Goal of the exercise
Starting from the first line below, count the lines carrying the string "field" and answer with the count by itself.

Information given

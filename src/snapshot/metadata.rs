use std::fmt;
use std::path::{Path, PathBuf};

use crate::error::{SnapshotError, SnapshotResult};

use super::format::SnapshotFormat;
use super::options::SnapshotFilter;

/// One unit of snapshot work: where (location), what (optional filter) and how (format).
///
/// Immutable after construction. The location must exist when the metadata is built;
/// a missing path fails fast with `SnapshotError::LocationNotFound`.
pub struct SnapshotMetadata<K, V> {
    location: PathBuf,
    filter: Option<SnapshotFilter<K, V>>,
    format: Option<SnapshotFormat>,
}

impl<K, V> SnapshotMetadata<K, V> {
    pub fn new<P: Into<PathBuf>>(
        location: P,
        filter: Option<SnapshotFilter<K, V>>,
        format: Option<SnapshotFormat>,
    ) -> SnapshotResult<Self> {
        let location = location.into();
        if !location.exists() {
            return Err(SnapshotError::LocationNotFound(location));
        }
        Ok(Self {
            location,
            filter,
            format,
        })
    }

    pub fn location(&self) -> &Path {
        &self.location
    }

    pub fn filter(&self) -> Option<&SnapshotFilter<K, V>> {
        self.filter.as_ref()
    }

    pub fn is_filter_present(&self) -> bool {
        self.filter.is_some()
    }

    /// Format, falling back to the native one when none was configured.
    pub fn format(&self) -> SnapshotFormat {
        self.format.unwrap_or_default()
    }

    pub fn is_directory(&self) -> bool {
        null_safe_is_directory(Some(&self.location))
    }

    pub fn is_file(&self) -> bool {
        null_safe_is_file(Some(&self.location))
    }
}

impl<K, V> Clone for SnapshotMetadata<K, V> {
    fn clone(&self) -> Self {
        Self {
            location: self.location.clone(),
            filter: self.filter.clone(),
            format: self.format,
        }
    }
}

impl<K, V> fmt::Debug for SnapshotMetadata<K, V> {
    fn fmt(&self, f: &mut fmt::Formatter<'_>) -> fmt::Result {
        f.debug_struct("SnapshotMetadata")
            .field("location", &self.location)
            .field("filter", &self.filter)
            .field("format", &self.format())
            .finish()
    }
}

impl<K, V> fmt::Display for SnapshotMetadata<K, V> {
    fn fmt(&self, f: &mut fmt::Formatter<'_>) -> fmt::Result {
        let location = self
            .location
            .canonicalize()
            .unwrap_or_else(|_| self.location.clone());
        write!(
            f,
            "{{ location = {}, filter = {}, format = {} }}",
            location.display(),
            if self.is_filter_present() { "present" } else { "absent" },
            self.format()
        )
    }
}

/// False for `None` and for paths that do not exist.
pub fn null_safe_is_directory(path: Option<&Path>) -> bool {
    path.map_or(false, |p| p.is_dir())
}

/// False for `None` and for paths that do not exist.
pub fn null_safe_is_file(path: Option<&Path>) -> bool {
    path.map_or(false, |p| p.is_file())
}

Completed exercise
3